(Saved data entries)
------------
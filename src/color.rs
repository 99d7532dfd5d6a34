//! Hex color parsing and mixing shared by styling, config, and export.
//!
//! Colors travel as `#rrggbb` strings in config documents and batch
//! manifests; everything past the parsing boundary works with [`Rgb`].

use image::Rgba;

/// An opaque 8-bit RGB color.
#[derive(Debug, Clone, Copy, PartialEq, Eq)]
pub struct Rgb {
    pub r: u8,
    pub g: u8,
    pub b: u8,
}

pub const BLACK: Rgb = Rgb { r: 0, g: 0, b: 0 };
pub const WHITE: Rgb = Rgb {
    r: 255,
    g: 255,
    b: 255,
};

impl Rgb {
    pub const fn new(r: u8, g: u8, b: u8) -> Self {
        Self { r, g, b }
    }

    /// Parse a `#rgb` or `#rrggbb` hex string (leading `#` optional).
    /// Three-digit forms expand digit-wise (`#1af` -> `#11aaff`).
    pub fn parse(s: &str) -> Option<Self> {
        let hex = s.trim().trim_start_matches('#');
        let expanded: String = match hex.len() {
            3 => hex.chars().flat_map(|c| [c, c]).collect(),
            6 => hex.to_string(),
            _ => return None,
        };
        if !expanded.chars().all(|c| c.is_ascii_hexdigit()) {
            return None;
        }
        let r = u8::from_str_radix(&expanded[0..2], 16).ok()?;
        let g = u8::from_str_radix(&expanded[2..4], 16).ok()?;
        let b = u8::from_str_radix(&expanded[4..6], 16).ok()?;
        Some(Self { r, g, b })
    }

    /// Parse with a fallback for invalid input. Callers pass black for
    /// foreground slots and white for background slots.
    pub fn parse_or(s: &str, default: Self) -> Self {
        Self::parse(s).unwrap_or(default)
    }

    /// Component-wise average of two colors. Used as the gradient middle
    /// color between foreground and background.
    pub fn mix(self, other: Self) -> Self {
        Self {
            r: ((self.r as u16 + other.r as u16) / 2) as u8,
            g: ((self.g as u16 + other.g as u16) / 2) as u8,
            b: ((self.b as u16 + other.b as u16) / 2) as u8,
        }
    }

    /// Linear interpolation from `self` (t=0) to `other` (t=1).
    pub fn lerp(self, other: Self, t: f32) -> Self {
        let t = t.clamp(0.0, 1.0);
        let mix = |a: u8, b: u8| (a as f32 + (b as f32 - a as f32) * t).round() as u8;
        Self {
            r: mix(self.r, other.r),
            g: mix(self.g, other.g),
            b: mix(self.b, other.b),
        }
    }

    pub fn to_hex(self) -> String {
        format!("#{:02x}{:02x}{:02x}", self.r, self.g, self.b)
    }

    pub fn rgba(self) -> Rgba<u8> {
        Rgba([self.r, self.g, self.b, 255])
    }
}
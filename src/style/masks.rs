//! Color masks: per-pixel foreground color over the rendered symbol.
//!
//! Gradients interpolate from a middle color (component-wise average of
//! foreground and background) near the gradient origin out to the full
//! foreground color, matching the generator this replaces.

use image::RgbaImage;

use crate::color::Rgb;

#[derive(Debug, Clone, PartialEq)]
pub enum ColorMask {
    Solid {
        front: Rgb,
        back: Rgb,
    },
    /// Radial gradient from the image center outward.
    Radial {
        back: Rgb,
        center: Rgb,
        edge: Rgb,
    },
    /// Concentric-square (Chebyshev distance) gradient.
    SquareGradient {
        back: Rgb,
        center: Rgb,
        edge: Rgb,
    },
    Horizontal {
        back: Rgb,
        left: Rgb,
        right: Rgb,
    },
    Vertical {
        back: Rgb,
        top: Rgb,
        bottom: Rgb,
    },
    /// Per-pixel lookup into a user-supplied image, stretched to the symbol.
    Image {
        back: Rgb,
        image: RgbaImage,
    },
}

impl ColorMask {
    pub fn solid(front: Rgb, back: Rgb) -> Self {
        ColorMask::Solid { front, back }
    }

    /// Background (light module) color.
    pub fn background(&self) -> Rgb {
        match self {
            ColorMask::Solid { back, .. }
            | ColorMask::Radial { back, .. }
            | ColorMask::SquareGradient { back, .. }
            | ColorMask::Horizontal { back, .. }
            | ColorMask::Vertical { back, .. }
            | ColorMask::Image { back, .. } => *back,
        }
    }

    /// Foreground color for the pixel at `(x, y)` of a `w`x`h` canvas.
    pub fn module_color(&self, x: u32, y: u32, w: u32, h: u32) -> Rgb {
        match self {
            ColorMask::Solid { front, .. } => *front,
            ColorMask::Radial { center, edge, .. } => {
                let (cx, cy) = (w as f32 / 2.0, h as f32 / 2.0);
                let dist = ((x as f32 - cx).powi(2) + (y as f32 - cy).powi(2)).sqrt();
                let t = if cx > 0.0 { dist / cx } else { 1.0 };
                center.lerp(*edge, t)
            }
            ColorMask::SquareGradient { center, edge, .. } => {
                let (cx, cy) = (w as f32 / 2.0, h as f32 / 2.0);
                let dist = (x as f32 - cx).abs().max((y as f32 - cy).abs());
                let t = if cx > 0.0 { dist / cx } else { 1.0 };
                center.lerp(*edge, t)
            }
            ColorMask::Horizontal { left, right, .. } => {
                let t = if w > 1 { x as f32 / (w - 1) as f32 } else { 0.0 };
                left.lerp(*right, t)
            }
            ColorMask::Vertical { top, bottom, .. } => {
                let t = if h > 1 { y as f32 / (h - 1) as f32 } else { 0.0 };
                top.lerp(*bottom, t)
            }
            ColorMask::Image { back, image } => {
                let (mw, mh) = image.dimensions();
                if mw == 0 || mh == 0 {
                    return *back;
                }
                let sx = ((x as u64 * mw as u64) / w.max(1) as u64).min(mw as u64 - 1) as u32;
                let sy = ((y as u64 * mh as u64) / h.max(1) as u64).min(mh as u64 - 1) as u32;
                let p = image.get_pixel(sx, sy).0;
                Rgb::new(p[0], p[1], p[2])
            }
        }
    }
}

#[cfg(test)]
mod tests {
    use super::*;
    use crate::color::{BLACK, WHITE};

    #[test]
    fn solid_is_position_independent() {
        let mask = ColorMask::solid(BLACK, WHITE);
        assert_eq!(mask.module_color(0, 0, 100, 100), BLACK);
        assert_eq!(mask.module_color(99, 99, 100, 100), BLACK);
        assert_eq!(mask.background(), WHITE);
    }

    #[test]
    fn horizontal_gradient_hits_both_endpoints() {
        let mid = BLACK.mix(WHITE);
        let mask = ColorMask::Horizontal {
            back: WHITE,
            left: mid,
            right: BLACK,
        };
        assert_eq!(mask.module_color(0, 50, 100, 100), mid);
        assert_eq!(mask.module_color(99, 50, 100, 100), BLACK);
    }

    #[test]
    fn radial_gradient_is_middle_at_center() {
        let mid = BLACK.mix(WHITE);
        let mask = ColorMask::Radial {
            back: WHITE,
            center: mid,
            edge: BLACK,
        };
        assert_eq!(mask.module_color(50, 50, 100, 100), mid);
        // Far corner clamps to the edge color.
        assert_eq!(mask.module_color(0, 0, 100, 100), BLACK);
    }

    #[test]
    fn image_mask_samples_stretched_pixels() {
        let mut img = RgbaImage::new(2, 1);
        img.put_pixel(0, 0, image::Rgba([255, 0, 0, 255]));
        img.put_pixel(1, 0, image::Rgba([0, 0, 255, 255]));
        let mask = ColorMask::Image {
            back: WHITE,
            image: img,
        };
        assert_eq!(mask.module_color(0, 0, 100, 100), Rgb::new(255, 0, 0));
        assert_eq!(mask.module_color(99, 0, 100, 100), Rgb::new(0, 0, 255));
    }
}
------------
→ **How to complete this task**:
Each line containing the word "wise" needs to be copied from the data above.

→ **Answer to the exercise**:
    /// Three-digit forms expand digit-wise (`#1af` -> `#11aaff`).
    /// Component-wise average of two colors. Used as the gradient middle
//! Gradients interpolate from a middle color (component-wise average of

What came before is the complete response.